B. Alton Brown isn't running around in my kitchen and illuminating my creative process. I think I would like that part, but I'm not sure I'd give him much to talk about.
C. There is no panel of pompous/ignorant/ditzy/blowhard (take your pick) judges to make me squirm as they criticize my food and I console myself by thinking, Does that nitpicky restaurant publicist really know anything anyway? I just have Margy, who is a great audience and who knows how to deliver constructive criticism -- though I certainly wouldn't mind hosting some of the judges from the original Japanese version of the show. I like those smiling foie-gras-eating actresses.

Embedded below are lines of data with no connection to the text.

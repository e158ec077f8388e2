//! `thesisnet stats` — size and shape of both people graphs.

use std::io::Write;

use clap::Args;
use serde::Serialize;
use thesisnet_graph::graph::{GraphStats, build_directed, build_undirected};

use super::{Context, InputArgs};
use crate::output::{pretty_kv, pretty_section, render_mode};

/// Arguments for `thesisnet stats`.
#[derive(Args, Debug, Default)]
pub struct StatsArgs {
    #[command(flatten)]
    pub input: InputArgs,
}

/// Report payload for `thesisnet stats`.
#[derive(Debug, Serialize)]
pub struct PipelineStats {
    pub theses: usize,
    pub relations: usize,
    pub undirected: GraphStats,
    pub directed: GraphStats,
}

/// Execute `thesisnet stats`.
pub fn run_stats(args: &StatsArgs, ctx: &Context) -> anyhow::Result<()> {
    let (cleaned, _) = ctx.load_cleaned(&args.input)?;
    let relations = thesisnet_core::extract_relations(&cleaned);

    let payload = PipelineStats {
        theses: cleaned.len(),
        relations: relations.len(),
        undirected: GraphStats::from_graph(&build_undirected(&relations)),
        directed: GraphStats::from_graph(&build_directed(&relations)),
    };

    render_mode(ctx.output, &payload, render_text, render_pretty)
}

fn render_text(payload: &PipelineStats, w: &mut dyn Write) -> std::io::Result<()> {
    writeln!(w, "theses: {}", payload.theses)?;
    writeln!(w, "relations: {}", payload.relations)?;
    for (prefix, stats) in [("undirected", &payload.undirected), ("directed", &payload.directed)] {
        writeln!(w, "{prefix}.nodes: {}", stats.node_count)?;
        writeln!(w, "{prefix}.edges: {}", stats.edge_count)?;
        writeln!(w, "{prefix}.density: {:?}", stats.density)?;
        writeln!(w, "{prefix}.components: {}", stats.component_count)?;
        writeln!(w, "{prefix}.isolated: {}", stats.isolated_count)?;
        writeln!(w, "{prefix}.self_loops: {}", stats.self_loop_count)?;
        writeln!(w, "{prefix}.hash: {}", stats.content_hash)?;
    }
    Ok(())
}

fn render_pretty(payload: &PipelineStats, w: &mut dyn Write) -> std::io::Result<()> {
    pretty_section(w, "Input")?;
    pretty_kv(w, "Theses", payload.theses.to_string())?;
    pretty_kv(w, "Relations", payload.relations.to_string())?;

    for (heading, stats) in [
        ("Co-supervision graph", &payload.undirected),
        ("Author → supervisor graph", &payload.directed),
    ] {
        writeln!(w)?;
        pretty_section(w, heading)?;
        pretty_kv(w, "Nodes", stats.node_count.to_string())?;
        pretty_kv(w, "Edges", stats.edge_count.to_string())?;
        pretty_kv(w, "Density", format!("{:.4}", stats.density))?;
        pretty_kv(
            w,
            "Components",
            format!("{} (largest {})", stats.component_count, stats.component_sizes.first().copied().unwrap_or(0)),
        )?;
        pretty_kv(w, "Isolated", stats.isolated_count.to_string())?;
        pretty_kv(w, "Self-loops", stats.self_loop_count.to_string())?;
        pretty_kv(w, "Max degree", stats.max_degree.to_string())?;
        pretty_kv(w, "Fingerprint", &stats.content_hash)?;
    }
    Ok(())
}
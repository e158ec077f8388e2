//! `thesisnet metric` — rank people by one centrality.

use std::io::Write;

use clap::Args;
use serde::Serialize;
use thesisnet_graph::export::write_ranking;
use thesisnet_graph::graph::{build_directed, build_undirected};
use thesisnet_graph::metrics::{MetricKind, RankedScore, centrality};
use tracing::instrument;

use super::{Context, InputArgs, take_top};
use crate::output::{fail, pretty_section, render_mode};

/// Arguments for `thesisnet metric`.
#[derive(Args, Debug)]
pub struct MetricArgs {
    /// Metric name: degree, betweenness, closeness or in-degree.
    pub name: String,

    #[command(flatten)]
    pub input: InputArgs,

    /// Rank on the author → supervisor graph instead of the undirected one.
    #[arg(long)]
    pub directed: bool,

    /// Number of people to show (0 = everyone).
    #[arg(long, value_name = "N")]
    pub top: Option<usize>,
}

#[derive(Debug, Serialize)]
struct MetricOutput {
    metric: MetricKind,
    directed: bool,
    total: usize,
    scores: Vec<RankedScore>,
}

/// Execute `thesisnet metric`.
#[instrument(skip_all, fields(metric = %args.name, directed = args.directed))]
pub fn run_metric(args: &MetricArgs, ctx: &Context) -> anyhow::Result<()> {
    // Reject unknown names before touching the input.
    let kind: MetricKind = args
        .name
        .parse()
        .map_err(|err: thesisnet_graph::MetricError| fail(ctx.output, err.code(), err.to_string()))?;

    let relations = ctx.load_relations(&args.input)?;
    let ranked = if args.directed {
        centrality(&build_directed(&relations), kind)
    } else {
        centrality(&build_undirected(&relations), kind)
    }
    .map_err(|err| fail(ctx.output, err.code(), err.to_string()))?;

    let top = ctx.top(args.top);
    let payload = MetricOutput {
        metric: kind,
        directed: args.directed,
        total: ranked.len(),
        scores: take_top(&ranked, top).to_vec(),
    };

    render_mode(ctx.output, &payload, render_text, render_pretty)
}

fn render_text(payload: &MetricOutput, w: &mut dyn Write) -> std::io::Result<()> {
    write_ranking(w, &payload.scores)
}

fn render_pretty(payload: &MetricOutput, w: &mut dyn Write) -> std::io::Result<()> {
    let flavour = if payload.directed { "directed" } else { "undirected" };
    pretty_section(
        w,
        &format!(
            "{} centrality ({flavour}, top {} of {})",
            payload.metric,
            payload.scores.len(),
            payload.total
        ),
    )?;
    for (rank, entry) in payload.scores.iter().enumerate() {
        writeln!(w, "{:>3}. {:<36} {:.6}", rank + 1, entry.name, entry.score)?;
    }
    Ok(())
}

So I guess it's really not like Iron Chef at all, except it's fun. Tonight I looked around and found some capicola in the fridge and cannellini in the cabinet, and I was off to the races. I cooked the capicola in a bit of olive oil for a few minutes, then removed it and added garlic, a chili, and some parsley from the garden, plus the cannellini. I put the capicola back at the end, swirled in some pasta cooking water, turned off the heat, and stirred in lots of Parmesan and black pepper.
My theme for the secret ingredient was "Oh, man -- I'd better hurry up and get dinner on the table," and Chairwoman Margy declared me the winner.